Students of the FBI’s 32-month Russia investigation will find nothing in Andrew McCabe’s new memoir about the document that helped fueled it––the Democratic Party-financed anti-Trump dossier.
The fired acting FBI director was at times at the center of the dossier’s information flow into the bureau as his colleague, agent Peter Strzok, opened a probe into the Trump campaign on July 31, 2016.
Justice Department senior official Bruce Ohr became the messenger. His wife worked at Fusion GPS, the firm that handled dossier writer Christopher Steele. The former British intelligence officer created the dossier, dishing all sorts of felony allegations against President Trump and his team that remain publicly unproven today.
As deputy director, Mr. McCabe was among the first at the FBI to receive a briefing from Mr. Ohr at FBI headquarters in August 2016 on Mr. Steele’s Trump-Russia collusion charges.
Subsequently, Mr. Ohr keeps Mr. McCabe’s legal counsel, Lisa Page, up to date as well as Mr. Strzok.
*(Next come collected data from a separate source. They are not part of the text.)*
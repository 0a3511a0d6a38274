//! Node orchestration
//!
//! Wires the peer manager, the mempool and the Merkle store together. Inbound
//! frames are consumed by the dispatcher (see [`dispatcher`]); everything the
//! node accepts is handed to the embedding application through the
//! [`NodeStreams`] receivers.

pub mod dispatcher;

use crate::config::NodeConfig;
use crate::mempool::Mempool;
use crate::merkle::{MerkleStore, MerkleTree, TreeKey};
use crate::network::{
    InboundFrame, MessageTag, PeerEvent, PeerManager, Topic, TransactionsMessage,
};
use crate::primitives::{Hash, SigSchemes, SignatureVerifier, Transaction};
use crate::storage::Storage;
use anyhow::{bail, Result};
use bytes::Bytes;
use std::net::IpAddr;
use std::sync::{Arc, PoisonError, RwLock};
use tokio::sync::{mpsc, watch, Mutex};
use tracing::{info, warn};

/// A non-transaction message forwarded to the application
#[derive(Debug, Clone)]
pub struct PeerMessage {
    pub topic: Topic,
    pub peer: IpAddr,
    pub tag: MessageTag,
    /// Full message bytes, header included
    pub payload: Bytes,
}

/// Consumer ends of everything the node produces
pub struct NodeStreams {
    /// Transactions newly admitted to a pool
    pub transactions: mpsc::Receiver<Arc<Transaction>>,
    /// Block and reject-block messages
    pub blocks: mpsc::Receiver<PeerMessage>,
    /// Height, header and transaction queries
    pub queries: mpsc::Receiver<PeerMessage>,
    pub peer_events: mpsc::Receiver<PeerEvent>,
}

pub struct Node {
    chain_id: u16,
    network: Arc<PeerManager>,
    mempool: Arc<Mempool>,
    merkle: MerkleStore,
    verifier: Arc<dyn SignatureVerifier>,
    schemes: RwLock<SigSchemes>,
    multisign_target: RwLock<Option<Hash>>,
    /// Taken by the dispatcher when the node starts
    inbound: Mutex<Option<mpsc::Receiver<InboundFrame>>>,
    verified_tx: mpsc::Sender<Arc<Transaction>>,
    blocks: mpsc::Sender<PeerMessage>,
    queries: mpsc::Sender<PeerMessage>,
    shutdown: watch::Receiver<bool>,
}

impl Node {
    /// Build a node from configuration. Nothing is bound until [`start`](Self::start).
    pub fn new(
        config: NodeConfig,
        verifier: Arc<dyn SignatureVerifier>,
        shutdown: watch::Receiver<bool>,
    ) -> Result<(Arc<Self>, NodeStreams)> {
        config.validate()?;
        let storage = Storage::from_config(config.storage.as_ref())?;
        let capacity = config.p2p.queue_capacity;
        let (network, channels) = PeerManager::new(config.p2p, shutdown.clone());

        let (verified_tx, transactions) = mpsc::channel(capacity);
        let (blocks_tx, blocks) = mpsc::channel(capacity);
        let (queries_tx, queries) = mpsc::channel(capacity);

        let node = Arc::new(Self {
            chain_id: config.chain_id,
            network,
            mempool: Arc::new(Mempool::new(&config.mempool)),
            merkle: MerkleStore::new(storage),
            verifier,
            schemes: RwLock::new(SigSchemes::default()),
            multisign_target: RwLock::new(None),
            inbound: Mutex::new(Some(channels.inbound)),
            verified_tx,
            blocks: blocks_tx,
            queries: queries_tx,
            shutdown,
        });

        Ok((
            node,
            NodeStreams {
                transactions,
                blocks,
                queries,
                peer_events: channels.events,
            },
        ))
    }

    /// Bind every topic and start the dispatcher
    pub async fn start(self: &Arc<Self>) -> Result<()> {
        info!(chain_id = self.chain_id, "starting node");
        self.network.start().await?;

        let Some(inbound) = self.inbound.lock().await.take() else {
            bail!("node already started");
        };
        let node = Arc::clone(self);
        tokio::spawn(async move { node.dispatch_loop(inbound).await });
        Ok(())
    }

    pub fn chain_id(&self) -> u16 {
        self.chain_id
    }

    pub fn network(&self) -> &Arc<PeerManager> {
        &self.network
    }

    pub fn mempool(&self) -> &Arc<Mempool> {
        &self.mempool
    }

    pub fn merkle(&self) -> &MerkleStore {
        &self.merkle
    }

    pub fn sig_schemes(&self) -> SigSchemes {
        self.schemes
            .read()
            .unwrap_or_else(PoisonError::into_inner)
            .clone()
    }

    pub fn set_sig_schemes(&self, schemes: SigSchemes) {
        *self.schemes.write().unwrap_or_else(PoisonError::into_inner) = schemes;
    }

    /// Target hash multi-sign transactions are currently admitted against
    pub fn set_multisign_target(&self, target: Option<Hash>) {
        *self
            .multisign_target
            .write()
            .unwrap_or_else(PoisonError::into_inner) = target;
    }

    fn multisign_target(&self) -> Option<Hash> {
        *self
            .multisign_target
            .read()
            .unwrap_or_else(PoisonError::into_inner)
    }

    /// Encode `transactions` under `tag` and queue them for every peer of `topic`.
    ///
    /// Returns false if the outbound queue shed the message.
    pub fn broadcast_transactions(
        &self,
        topic: Topic,
        tag: MessageTag,
        transactions: &[Transaction],
    ) -> Result<bool> {
        if !tag.is_transaction_container() {
            bail!("{:?} messages do not carry transactions", tag);
        }
        let message = TransactionsMessage::from_transactions(tag, self.chain_id, tag, transactions)?;
        let queued = self.network.broadcast(topic, Bytes::from(message.encode()));
        if !queued {
            warn!(topic = %topic, count = transactions.len(), "transaction broadcast dropped");
        }
        Ok(queued)
    }

    /// Header commitment over ordered transaction hashes
    pub fn block_merkle_root(hashes: &[Hash]) -> Hash {
        MerkleTree::build(hashes).root_hash()
    }

    /// Persist the Merkle tree of a block and drop its transactions from the pools.
    ///
    /// Returns the block's Merkle root.
    pub fn commit_block(&self, height: u64, hashes: &[Hash]) -> Result<Hash> {
        let tree = MerkleTree::build(hashes);
        self.merkle.store(&tree, &TreeKey::Height(height))?;
        let removed = hashes
            .iter()
            .filter(|hash| self.mempool.remove(hash).is_some())
            .count();
        info!(height, transactions = hashes.len(), removed, "block committed");
        Ok(tree.root_hash())
    }

    /// Close every peer connection; loops exit on the shutdown watch
    pub async fn stop(&self) {
        info!("stopping node");
        self.network.close_all().await;
    }
}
Both men were fired from the FBI, Mr. McCabe for lying to FBI agents; Mr. Strzok for disparaging Mr. Trump in a series of text messages with his lover, Ms. Page. Ms. Page resigned.
In Mr. McCabe’s “The Threat: How the FBI Protects America in the Age of Terror and Trump,” there is no dossier mention. A word search also shows no reference to Mr. Steele or Mr. Ohr.
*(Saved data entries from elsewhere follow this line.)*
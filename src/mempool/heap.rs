//! Indexed binary min-heap
//!
//! The root is the entry evicted first: lowest priority, and among equal
//! priorities the latest arrival. Every element's slot is tracked in a
//! position map that is updated inside each swap, so removal by key is
//! O(log n) and the index is never stale.

use std::collections::HashMap;
use std::hash::Hash;

#[derive(Debug, Clone, Copy, PartialEq, Eq)]
pub struct HeapEntry<K> {
    pub key: K,
    pub priority: u64,
    /// Arrival sequence number, unique per heap
    pub seq: u64,
}

impl<K> HeapEntry<K> {
    /// True if `self` must leave the heap before `other`
    fn evicts_before(&self, other: &Self) -> bool {
        self.priority < other.priority || (self.priority == other.priority && self.seq > other.seq)
    }
}

#[derive(Debug)]
pub struct IndexedHeap<K> {
    items: Vec<HeapEntry<K>>,
    positions: HashMap<K, usize>,
}

impl<K> Default for IndexedHeap<K> {
    fn default() -> Self {
        Self {
            items: Vec::new(),
            positions: HashMap::new(),
        }
    }
}

impl<K: Copy + Eq + Hash> IndexedHeap<K> {
    pub fn new() -> Self {
        Self::default()
    }

    pub fn len(&self) -> usize {
        self.items.len()
    }

    pub fn is_empty(&self) -> bool {
        self.items.is_empty()
    }

    pub fn contains(&self, key: &K) -> bool {
        self.positions.contains_key(key)
    }

    pub fn get(&self, key: &K) -> Option<&HeapEntry<K>> {
        self.positions.get(key).map(|&i| &self.items[i])
    }

    /// Entries in heap order (unsorted)
    pub fn iter(&self) -> impl Iterator<Item = &HeapEntry<K>> {
        self.items.iter()
    }

    /// Insert; a key already present is left untouched and false is returned
    pub fn push(&mut self, key: K, priority: u64, seq: u64) -> bool {
        if self.positions.contains_key(&key) {
            return false;
        }
        let index = self.items.len();
        self.items.push(HeapEntry { key, priority, seq });
        self.positions.insert(key, index);
        self.sift_up(index);
        true
    }

    /// Entry that would be evicted next
    pub fn peek_min(&self) -> Option<&HeapEntry<K>> {
        self.items.first()
    }

    pub fn pop_min(&mut self) -> Option<HeapEntry<K>> {
        self.remove_at(0)
    }

    pub fn remove(&mut self, key: &K) -> Option<HeapEntry<K>> {
        let index = *self.positions.get(key)?;
        self.remove_at(index)
    }

    fn remove_at(&mut self, index: usize) -> Option<HeapEntry<K>> {
        if index >= self.items.len() {
            return None;
        }
        let last = self.items.len() - 1;
        self.swap(index, last);
        let removed = self.items.pop()?;
        self.positions.remove(&removed.key);

        if index < self.items.len() {
            // The moved element may need to go either way
            self.sift_up(index);
            self.sift_down(index);
        }
        Some(removed)
    }

    fn swap(&mut self, a: usize, b: usize) {
        if a == b {
            return;
        }
        self.items.swap(a, b);
        self.positions.insert(self.items[a].key, a);
        self.positions.insert(self.items[b].key, b);
    }

    fn sift_up(&mut self, mut index: usize) {
        while index > 0 {
            let parent = (index - 1) / 2;
            if self.items[index].evicts_before(&self.items[parent]) {
                self.swap(index, parent);
                index = parent;
            } else {
                break;
            }
        }
    }

    fn sift_down(&mut self, mut index: usize) {
        let len = self.items.len();
        loop {
            let left = 2 * index + 1;
            let right = left + 1;
            let mut smallest = index;
            if left < len && self.items[left].evicts_before(&self.items[smallest]) {
                smallest = left;
            }
            if right < len && self.items[right].evicts_before(&self.items[smallest]) {
                smallest = right;
            }
            if smallest == index {
                break;
            }
            self.swap(index, smallest);
            index = smallest;
        }
    }

    #[cfg(test)]
    fn assert_consistent(&self) {
        assert_eq!(self.items.len(), self.positions.len());
        for (i, entry) in self.items.iter().enumerate() {
            assert_eq!(self.positions[&entry.key], i);
            if i > 0 {
                assert!(!entry.evicts_before(&self.items[(i - 1) / 2]));
            }
        }
    }
}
The FBI used the dossier to obtain at least one wiretap warrant on Trump volunteer Carter Page for a year. It also investigated Mr. Steele’s series of allegations. Mr. Strzok sent agents to London in September 2016 to hear from the ex-Moscow-posted spy in person.
Author McCabe might have stayed mum on the dossier because the entire matter is now under investigation by Justice Department inspector general Michael Horowitz. He is the same investigator who accused Mr. McCabe of lying to agents three times during a probe into how the FBI probed Hillary Clinton’s use of a home computer server while secretary of state.
In his book, Mr. McCabe is generally dismissive of President Trump and his White House staff. He depicts Rep. Devin Nunes, California Republican, as a conduit for Mr. Trump.
Mr. Nunes headed the House Permanent Select Committee on Intelligence in 2017-18 when he opened a new investigation into how the FBI abused the Foreign Intelligence Surveillance Act (FISA) to obtain warrants.
He rankled Mr. McCabe by demanding documents, some of which the bureau refused to turn over. Mr. Nunes proved that the FBI relied greatly on the dossier, a product financed by the Clinton campaign and the Democratic National Committee, to investigate the other party.
Mr. Nunes released a statement Tuesday:
“Andy McCabe was fired from the FBI for lying and leaking, and many of the stories he’s telling on his book tour are transparently self-serving. Although I cannot comment on the content of Gang of Eight briefings, it’s preposterous to deny that the FBI was investigating Donald Trump from the moment it opened its investigation in mid-2016.”
Mr. McCabe tells an anecdote about the New York Times and then-White House chief of staff Reince Priebus that is at odds with Mr. Priebus’ telling.
The focus was on the Times’ February 2017 banner headline story. It said U.S. intelligence owned a significant amount of phone records and intercepted communications between the Trump campaign and Russian intelligence for a year before the November election. A sure bombshell––except it wasn’t true.
Here is how Mr. McCabe described his encounter with Mr. Priebus at the White House:
“The week after my commitment was questioned, Reince Priebus asked me to speak with reporters to refute a story in The New York Times. When I told him I could not, because doing so would violate the FBI’s policy of not confirming or denying FISA coverage, he told me that I, personally, and the FBI as a whole, were ’not being good partners.’”
Mr. Priebus tells a far different story as he related to Fox News’ Howard Kurtz.
After the Times’s story ran, Mr. McCabe volunteered to Mr. Priebus that the Times story was wrong.
“We want you to know that everything in this New York Times story is bull——,” Mr. Priebus quoted Mr. McCabe as saying.
Mr. Priebus asked if the FBI would tell the public. Mr. McCabe checked at headquarters and said he could not.
The next thing Mr. Priebus knows is that the FBI is leaking to CNN that the White House pressed the bureau to knock down the story––––a story Mr. McCabe had said was wrong. Mr. Priebus wondered if the whole encounter had been a setup.
Later that year, then-FBI Director James Comey told the Senate Select Committee on Intelligence that the Times story was so wrong he immediately warned congressional leaders not to cite it.
That same committee today hasn’t found direct evidence of Trump-Russia election collusion, Richard Burr, North Carolina Republican and panel chairman, says.